What to produce. For this exercise, restate word for word only the lines from the first line of the data to the line containing "crashes mid-apply can".

Material to process.
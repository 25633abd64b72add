//! Migration and redistribution instructions.
//!
//! These are the two shapes `Ring::add`/`Ring::remove`'s callbacks hand
//! back to the coordinator (spec.md 4.4). Both are best-effort and
//! idempotent: replaying the same instruction converges to the same
//! ring-derived placement, so a coordinator that crashes mid-apply can
//! simply recompute and re-issue them on the next sweep. Emitting the
//! instruction to the affected chunk servers over the wire is out of
//! scope here; this module only captures the instruction shape and the
//! in-memory metadata update.

use shardmaster_core::{ChunkHandle, ServerId};

/// "Copy `chunk` from `from` to `to`, then mark ownership moved."
#[derive(Debug, Clone, PartialEq, Eq)]
pub struct MigrationInstruction {
    pub from: ServerId,
    pub to: ServerId,
    pub chunk: ChunkHandle,
}

/// "Re-replicate `chunk` onto `targets`."
#[derive(Debug, Clone, PartialEq, Eq)]
pub struct RedistributionInstruction {
    pub chunk: ChunkHandle,
    pub targets: Vec<ServerId>,
}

Response for this exercise.
repository 25633abd64b72add
//! Migration and redistribution instructions.
//!
//! These are the two shapes `Ring::add`/`Ring::remove`'s callbacks hand
//! back to the coordinator (spec.md 4.4). Both are best-effort and
//! idempotent: replaying the same instruction converges to the same
//! ring-derived placement, so a coordinator that crashes mid-apply can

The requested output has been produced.